//! Generate command - write every case of the settings table to disk

use std::path::PathBuf;

use anyhow::{Context, Result};
use clap::Parser;

use ssz_static_core::{Fork, GenerationLimits, RunConfig, RunCoordinator};
use ssz_static_gen::CaseWriter;
use ssz_static_types::env_utils::env_bool;

use super::output::{print_report, write_report};

#[derive(Parser, Debug)]
pub struct GenerateCmd {
    /// Output root; cases land under <output>/<preset>/<fork>/ssz_static/
    #[arg(long, short)]
    pub output: PathBuf,

    /// Forks to generate (default: all)
    #[arg(long = "fork", value_delimiter = ',')]
    pub forks: Vec<Fork>,

    /// Only run settings for these presets (default: all)
    #[arg(long = "preset", value_delimiter = ',')]
    pub presets: Vec<String>,

    /// Directory with `<preset>.json` files overriding preset constants
    #[arg(long)]
    pub configs_path: Option<PathBuf>,

    /// Cap on generated byte-list lengths [env: SSZ_STATIC_MAX_BYTES_LENGTH]
    #[arg(long)]
    pub max_bytes_length: Option<u64>,

    /// Cap on generated list and bitlist lengths [env: SSZ_STATIC_MAX_LIST_LENGTH]
    #[arg(long)]
    pub max_list_length: Option<u64>,

    /// Override the cases-per-type of changing and chaos settings
    #[arg(long)]
    pub count: Option<u64>,

    /// Overwrite existing cases [env: SSZ_STATIC_FORCE]
    #[arg(long)]
    pub force: bool,

    /// Write cases one at a time instead of in parallel
    #[arg(long)]
    pub sequential: bool,

    /// Decode every serialized case and check its root before writing
    #[arg(long)]
    pub verify: bool,

    /// Also write the run report as JSON to this path
    #[arg(long)]
    pub report: Option<PathBuf>,
}

impl GenerateCmd {
    pub fn execute(&self, json_output: bool, verbose: bool) -> Result<()> {
        let coordinator = RunCoordinator::new(self.run_config());
        let writer = CaseWriter::new(&self.output)
            .with_force(self.force || env_bool("SSZ_STATIC_FORCE"))
            .with_parallel(!self.sequential)
            .with_roundtrip_check(self.verify);

        if verbose && !json_output {
            for provider in coordinator.providers() {
                eprintln!("queued {} (seed {})", provider.id(), provider.setting.seed);
            }
        }

        let report = writer
            .run(&coordinator)
            .with_context(|| format!("Generation into {} failed", self.output.display()))?;

        if let Some(path) = &self.report {
            write_report(path, &report)?;
        }
        print_report(&report, json_output, verbose)
    }

    pub fn limits(&self) -> GenerationLimits {
        let mut limits = GenerationLimits::from_env();
        if let Some(max) = self.max_bytes_length {
            limits.max_bytes_length = max;
        }
        if let Some(max) = self.max_list_length {
            limits.max_list_length = max;
        }
        limits
    }

    fn run_config(&self) -> RunConfig {
        let mut config = RunConfig::default().with_limits(self.limits());
        if !self.forks.is_empty() {
            config = config.with_forks(self.forks.clone());
        }
        if !self.presets.is_empty() {
            config = config.with_presets(self.presets.clone());
        }
        if let Some(path) = &self.configs_path {
            config = config.with_configs_path(path);
        }
        if let Some(count) = self.count {
            for setting in &mut config.settings {
                setting.count_if_variable = count;
            }
        }
        config
    }
}
//! Hex encoding helpers shared by the encoder, the writer and the CLI.

use anyhow::{anyhow, Result};

/// Encode bytes as a `0x`-prefixed lowercase hex string.
pub fn to_hex_prefixed(bytes: &[u8]) -> String {
    format!("0x{}", hex::encode(bytes))
}

/// Parse a hex string to raw bytes.
///
/// # Arguments
/// * `hex_str` - Hex string (with or without 0x prefix)
/// * `context` - Description for error messages
pub fn parse_hex_bytes(hex_str: &str, context: &str) -> Result<Vec<u8>> {
    let hex_str = hex_str.strip_prefix("0x").unwrap_or(hex_str);
    hex::decode(hex_str).map_err(|e| anyhow!("Invalid {} hex '{}': {}", context, hex_str, e))
}

/// Parse a `0x`-prefixed 32-byte root.
pub fn parse_root(hex_str: &str) -> Result<[u8; 32]> {
    let bytes = parse_hex_bytes(hex_str, "root")?;
    bytes
        .try_into()
        .map_err(|b: Vec<u8>| anyhow!("Root must be 32 bytes, got {}", b.len()))
}
//! Output formatting for ssz-static-gen

use std::path::Path;

use anyhow::Result;

use ssz_static_core::GenerationReport;
use ssz_static_gen::paths::atomic_write_json;

/// Print a run report, human-readable or as JSON.
pub fn print_report(report: &GenerationReport, json_output: bool, verbose: bool) -> Result<()> {
    if json_output {
        println!("{}", serde_json::to_string_pretty(report)?);
        return Ok(());
    }
    println!("{}", format_report(report, verbose));
    Ok(())
}

/// Write the run report as pretty-printed JSON.
pub fn write_report(path: &Path, report: &GenerationReport) -> Result<()> {
    atomic_write_json(path, report)
}

pub fn format_report(report: &GenerationReport, verbose: bool) -> String {
    let mut out = String::new();
    out.push_str(&format!(
        "\x1b[32m✓ Generated {} cases\x1b[0m into {} ({} ms)\n",
        report.cases_written() + report.cases_regenerated(),
        report.output_dir,
        report.elapsed_ms
    ));
    if report.cases_skipped() > 0 {
        out.push_str(&format!(
            "  {} existing cases skipped (use --force to overwrite)\n",
            report.cases_skipped()
        ));
    }
    if report.cases_regenerated() > 0 {
        out.push_str(&format!(
            "  \x1b[33m{} incomplete cases regenerated\x1b[0m\n",
            report.cases_regenerated()
        ));
    }

    if verbose {
        out.push_str("\n\x1b[1mProviders:\x1b[0m\n");
        for provider in &report.providers {
            out.push_str(&format!(
                "  {:<36} seed {:>2}  {:>3} types  {:>5} written  {:>5} skipped\n",
                provider.id,
                provider.seed,
                provider.types,
                provider.cases_written + provider.cases_regenerated,
                provider.cases_skipped
            ));
        }
        if !report.skipped_providers.is_empty() {
            out.push_str(&format!(
                "  ({} providers filtered out)\n",
                report.skipped_providers.len()
            ));
        }
    }
    out
}
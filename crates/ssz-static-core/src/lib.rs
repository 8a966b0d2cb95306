//! SSZ Static Core
//!
//! Deterministic generation of `ssz_static` conformance vectors.
//!
//! For every record type of a fork, and every randomization mode, this crate
//! generates values, serializes them and computes their `hash_tree_root`.
//! The same `(seed, type, mode, chaos, case index)` always produces the same
//! bytes.
//!
//! # Core Modules
//!
//! - [`catalog`]: per-fork [`TypeCatalog`] built from a preset
//! - [`random`]: [`SeedStream`], [`RandomizationMode`] and the [`ValueGenerator`]
//! - [`codec`]: the [`SszBackend`] seam and the built-in [`Ssz`] codec
//! - [`encode`]: [`Encoder`] projecting a value into its three case parts
//! - [`cases`]: [`TestCase`] and the lazy [`CaseEnumerator`]
//! - [`provider`]: settings table, [`TestProvider`] and [`RunCoordinator`]
//!
//! # Example
//!
//! ```ignore
//! use ssz_static_core::{RunConfig, RunCoordinator};
//!
//! let coordinator = RunCoordinator::new(RunConfig::default());
//! for case in coordinator.cases()? {
//!     let encoded = case.produce()?;
//!     println!("{} {}", case.id(), encoded.root_hex());
//! }
//! ```

#![allow(clippy::too_many_arguments)]

pub mod cases;
pub mod catalog;
pub mod codec;
pub mod encode;
pub mod error;
pub mod provider;
pub mod random;
pub mod report;

pub use cases::{CaseEnumerator, CaseProducer, TestCase, RUNNER_NAME};
pub use catalog::{Fork, TypeCatalog};
pub use codec::{Ssz, SszBackend};
pub use encode::{CasePart, EncodedCase, Encoder, PartData};
pub use error::GenerationError;
pub use provider::{default_settings, GenerationSetting, RunConfig, RunCoordinator, TestProvider};
pub use random::{GenerationLimits, RandomizationMode, SeedStream, ValueGenerator};
pub use report::{GenerationReport, ProviderSummary};
//! Settings, providers and the run coordinator.
//!
//! A [`TestProvider`] is one `(fork, setting)` pair: it resolves the preset
//! into a [`ConfigContext`], builds the fork's catalog from it and enumerates
//! cases. The [`RunCoordinator`] expands a [`RunConfig`] into providers and
//! concatenates their cases.

use std::path::PathBuf;

use anyhow::{Context, Result};
use serde::{Deserialize, Serialize};
use ssz_static_types::{ConfigContext, MAINNET, MINIMAL};
use tracing::{debug, info};

use crate::cases::{CaseEnumerator, TestCase};
use crate::catalog::{Fork, TypeCatalog};
use crate::random::{GenerationLimits, RandomizationMode, ValueGenerator};

/// Cases per type for changing modes and chaos in the default table.
pub const DEFAULT_CASES_IF_RANDOM: u64 = 30;
/// Cases per type for the mainnet random entry in the default table.
pub const DEFAULT_MAINNET_CASES: u64 = 5;

/// One row of the settings table.
#[derive(Debug, Clone, PartialEq, Eq, Serialize, Deserialize)]
pub struct GenerationSetting {
    pub seed: u64,
    pub preset: String,
    pub mode: RandomizationMode,
    pub chaos: bool,
    /// Cases per type when the mode is changing or chaos is on.
    pub count_if_variable: u64,
}

impl GenerationSetting {
    pub fn new(
        seed: u64,
        preset: impl Into<String>,
        mode: RandomizationMode,
        chaos: bool,
        count_if_variable: u64,
    ) -> Self {
        Self {
            seed,
            preset: preset.into(),
            mode,
            chaos,
            count_if_variable,
        }
    }

    /// Cases emitted per type: 1 for fixed modes without chaos.
    pub fn case_count(&self) -> u64 {
        if self.chaos || self.mode.is_changing() {
            self.count_if_variable
        } else {
            1
        }
    }

    pub fn suite_name(&self) -> String {
        self.mode.suite_name(self.chaos)
    }
}

/// The standard settings table.
///
/// Seeds start at 1 and increase by one per row: every mode on `minimal`,
/// then random+chaos on `minimal`, then random on `mainnet`.
pub fn default_settings() -> Vec<GenerationSetting> {
    let mut settings = Vec::new();
    let mut seed = 1;
    for mode in RandomizationMode::ALL {
        settings.push(GenerationSetting::new(
            seed,
            MINIMAL,
            mode,
            false,
            DEFAULT_CASES_IF_RANDOM,
        ));
        seed += 1;
    }
    settings.push(GenerationSetting::new(
        seed,
        MINIMAL,
        RandomizationMode::Random,
        true,
        DEFAULT_CASES_IF_RANDOM,
    ));
    seed += 1;
    settings.push(GenerationSetting::new(
        seed,
        MAINNET,
        RandomizationMode::Random,
        false,
        DEFAULT_MAINNET_CASES,
    ));
    settings
}

/// What to generate.
#[derive(Debug, Clone)]
pub struct RunConfig {
    pub forks: Vec<Fork>,
    pub settings: Vec<GenerationSetting>,
    /// Only run settings whose preset is listed; `None` runs all.
    pub preset_filter: Option<Vec<String>>,
    /// Directory holding `<preset>.json` override files.
    pub configs_path: Option<PathBuf>,
    pub limits: GenerationLimits,
}

impl Default for RunConfig {
    fn default() -> Self {
        Self {
            forks: Fork::ALL.to_vec(),
            settings: default_settings(),
            preset_filter: None,
            configs_path: None,
            limits: GenerationLimits::default(),
        }
    }
}

impl RunConfig {
    pub fn with_forks(mut self, forks: Vec<Fork>) -> Self {
        self.forks = forks;
        self
    }

    pub fn with_settings(mut self, settings: Vec<GenerationSetting>) -> Self {
        self.settings = settings;
        self
    }

    pub fn with_presets(mut self, presets: Vec<String>) -> Self {
        self.preset_filter = Some(presets);
        self
    }

    pub fn with_configs_path(mut self, path: impl Into<PathBuf>) -> Self {
        self.configs_path = Some(path.into());
        self
    }

    pub fn with_limits(mut self, limits: GenerationLimits) -> Self {
        self.limits = limits;
        self
    }

    fn includes_preset(&self, preset: &str) -> bool {
        self.preset_filter
            .as_ref()
            .map_or(true, |presets| presets.iter().any(|p| p == preset))
    }
}

/// Cases of one `(fork, setting)` pair.
#[derive(Debug, Clone)]
pub struct TestProvider {
    pub fork: Fork,
    pub setting: GenerationSetting,
    configs_path: Option<PathBuf>,
    generator: ValueGenerator,
}

impl TestProvider {
    pub fn new(
        fork: Fork,
        setting: GenerationSetting,
        configs_path: Option<PathBuf>,
        limits: GenerationLimits,
    ) -> Self {
        Self {
            fork,
            setting,
            configs_path,
            generator: ValueGenerator::new(limits),
        }
    }

    /// `<preset>/<fork>/<suite>`
    pub fn id(&self) -> String {
        format!(
            "{}/{}/{}",
            self.setting.preset,
            self.fork,
            self.setting.suite_name()
        )
    }

    /// Resolve the preset (with overrides) into a configuration context.
    pub fn prepare(&self) -> Result<ConfigContext> {
        ConfigContext::load(&self.setting.preset, self.configs_path.as_deref())
            .with_context(|| format!("Failed to prepare provider {}", self.id()))
    }

    pub fn catalog(&self, ctx: &ConfigContext) -> Result<TypeCatalog> {
        TypeCatalog::for_fork(self.fork, ctx)
            .with_context(|| format!("Failed to build {} catalog for {}", self.fork, ctx.preset_name))
    }

    /// Prepare and return the lazy case sequence.
    pub fn cases(&self) -> Result<CaseEnumerator> {
        let ctx = self.prepare()?;
        let catalog = self.catalog(&ctx)?;
        debug!(
            provider = %self.id(),
            types = catalog.len(),
            cases_per_type = self.setting.case_count(),
            "prepared provider"
        );
        Ok(CaseEnumerator::new(&catalog, &self.setting, self.generator))
    }
}

/// Expands a [`RunConfig`] into providers.
#[derive(Debug, Clone)]
pub struct RunCoordinator {
    config: RunConfig,
}

impl RunCoordinator {
    pub fn new(config: RunConfig) -> Self {
        Self { config }
    }

    pub fn config(&self) -> &RunConfig {
        &self.config
    }

    /// Providers in run order: forks outer, settings inner.
    pub fn providers(&self) -> Vec<TestProvider> {
        self.config
            .forks
            .iter()
            .flat_map(|fork| {
                self.config
                    .settings
                    .iter()
                    .filter(|setting| self.config.includes_preset(&setting.preset))
                    .map(move |setting| {
                        TestProvider::new(
                            *fork,
                            setting.clone(),
                            self.config.configs_path.clone(),
                            self.config.limits,
                        )
                    })
            })
            .collect()
    }

    /// Ids of providers excluded by the fork or preset filter.
    pub fn skipped_providers(&self) -> Vec<String> {
        let mut skipped = Vec::new();
        for fork in Fork::ALL {
            let fork_selected = self.config.forks.contains(&fork);
            for setting in &self.config.settings {
                let reason = if !fork_selected {
                    "fork not selected"
                } else if !self.config.includes_preset(&setting.preset) {
                    "preset not selected"
                } else {
                    continue;
                };
                let id = format!("{}/{}/{}", setting.preset, fork, setting.suite_name());
                info!(provider = %id, reason, "skipping provider");
                skipped.push(id);
            }
        }
        skipped
    }

    /// All cases of all providers, concatenated in run order.
    ///
    /// Every provider is prepared up front so a bad preset fails before any
    /// case is produced.
    pub fn cases(&self) -> Result<impl Iterator<Item = TestCase>> {
        let enumerators = self
            .providers()
            .iter()
            .map(TestProvider::cases)
            .collect::<Result<Vec<_>>>()?;
        Ok(enumerators.into_iter().flatten())
    }
}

### Work to complete
Go through the entries and report every line with the string "Option".

### Response to this task
    pub configs_path: Option<PathBuf>,
    pub max_bytes_length: Option<u64>,
    pub max_list_length: Option<u64>,
    pub count: Option<u64>,
    pub report: Option<PathBuf>,
    pub preset_filter: Option<Vec<String>>,
    pub configs_path: Option<PathBuf>,
    configs_path: Option<PathBuf>,
        configs_path: Option<PathBuf>,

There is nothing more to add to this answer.